= The Kingston Chronicle & Gazette =

The Kingston Chronicle & Gazette was a weekly/semi-weekly newspaper published in Kingston, Ontario, Canada from 1833 to 1847.

== History ==

The Chronicle began at the beginning of 1819 under the control of John Alexander Macauley and Alexander John Pringle. Nearing the end of 1818, Stephen Miles, a founder and then current publisher of The Kingston Gazette, had become embroiled with local trouble. A Scottish land agent named Robert Gourley, whose anti-Family Compact views Miles had supported, had become increasingly violent in his dealings with Kingston locals. Miles had withdrawn his support, and felt the man's brunt turned against him. As his entrenchment in the politics of the situation deepen, Miles decided to oust himself and sell his stake to Macauley and Pringle, whom kept him on as printer.
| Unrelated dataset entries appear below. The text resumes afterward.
//! Fault-isolation runtime for slow or failing downstream dependencies.
//!
//! Every attempted unit of work acquires permits through a [`GuardRail`]'s
//! back-pressure gates (a [`PermitGate`], usually fronted by a
//! [`CircuitBreaker`]); every completion releases back through the rail,
//! which updates rolling counters, records latency, and notifies the
//! breaker. On top of that surface sit two execution strategies behind a
//! common [`Executor`] shape: a bounded [`ThreadPoolExecutor`] with armed
//! timeouts, and a single-coordinator [`SchedulerLoop`].
//!
//! ## Basic Example
//!
//! ```no_run
//! use railguard::{
//!     Action, CircuitBreaker, Executor, GuardRail, PermitGate, RejectionClass, ResultClass,
//!     ThreadPoolExecutor,
//! };
//! use railguard_core::RollingCounts;
//! use std::sync::Arc;
//! use std::time::Duration;
//!
//! let results = ResultClass::builder()
//!     .success("success")
//!     .failure("error")
//!     .failure("timeout")
//!     .build();
//! let reasons = RejectionClass::builder()
//!     .reason("max-concurrency")
//!     .reason("circuit-open")
//!     .build();
//!
//! let counts = Arc::new(RollingCounts::with_default_window(results.len()));
//! let breaker = CircuitBreaker::builder("db", reasons.reason("circuit-open").unwrap())
//!     .failure_threshold(10)
//!     .backoff(Duration::from_secs(5))
//!     .health_source(Arc::clone(&counts), &results)
//!     .build();
//!
//! let rail = GuardRail::builder("db", results, reasons.clone())
//!     .result_counts(counts)
//!     .add_back_pressure("breaker", Arc::new(breaker))
//!     .add_back_pressure(
//!         "permits",
//!         Arc::new(PermitGate::new(32, reasons.reason("max-concurrency").unwrap())),
//!     )
//!     .build();
//!
//! let executor = ThreadPoolExecutor::builder("db-pool").pool_size(8).build();
//! let future = executor.submit(
//!     &rail,
//!     Action::new(|| Ok::<_, railguard::ActionError>("row")),
//!     Some(Duration::from_millis(100)),
//! );
//!
//! match future.await_done() {
//!     Some(outcome) => println!("finished as {outcome}"),
//!     None => println!("rejected: {:?}", future.rejected_reason()),
//! }
//! executor.shutdown();
//! ```
//!
//! ## Feature Flags
//! - `metrics`: emit counters/gauges through the `metrics` crate
//! - `tracing`: log transitions and shutdowns through the `tracing` crate

pub use circuit::{CircuitBreaker, CircuitBreakerBuilder, CircuitConfig, CircuitState, HealthSnapshot};
pub use error::{ActionError, InvalidResultError, RejectedReason, TimeoutError};
pub use events::{CircuitEvent, RailEvent};
pub use executor::{Action, Executor};
pub use outcome::{Outcome, Rejection, RejectionClass, RejectionClassBuilder, ResultClass, ResultClassBuilder};
pub use pool::{ThreadPoolExecutor, ThreadPoolExecutorBuilder};
pub use promise::{Completable, Promise, RailFuture};
pub use rail::{BackPressure, GuardRail, GuardRailBuilder, PermitGrant};
pub use scheduler::{SchedulerLoop, SchedulerLoopBuilder};
pub use semaphore::PermitGate;
pub use task::CancellableTask;
pub use timeout::{Expire, TimeoutService};

mod circuit;
mod error;
mod events;
mod executor;
mod outcome;
mod pool;
mod promise;
mod rail;
mod scheduler;
mod semaphore;
mod task;
mod timeout;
Macauley served as Deputy Postmaster of Kingston and a Justice of the Peace during his time owning and editing the Chronicle. Like Miles, he too had had run-ins with Gourley, and espoused his views in a letter in the Gazette, as well as editorials for the Chronicle. Macauley died in Kingston, August 10, 1857.

On July 1, 1824, the paper was bought by James Macfarlane. Macfarlane amended the title to Kingston Chronicle and Gazette in 1833. The change in name, although likely made for a myriad of reasons, is explained by Macfarlane in the June 29, 1833 issue to avoid confusion with a Jamaican newspaper of the same name.

Macfarlane hired Francis Manning Hill as a partner in 1832, with Hill continuing for two years before withdrawing from paper. Hill and Edward John Barker of the Whig would accuse each other of slander, the former referring to him as “Yankee Hill”. Macfarlane owned and edited the Chronicle until his death on July 29, 1847. Sometime in 1847, the paper merged with the Kingston News to form the Chronicle and News under Samuel Rowland, which would eventually be merged with the Kingston Times to form the News and Times, which would later be rebranded the Standard and merged with the British Whig.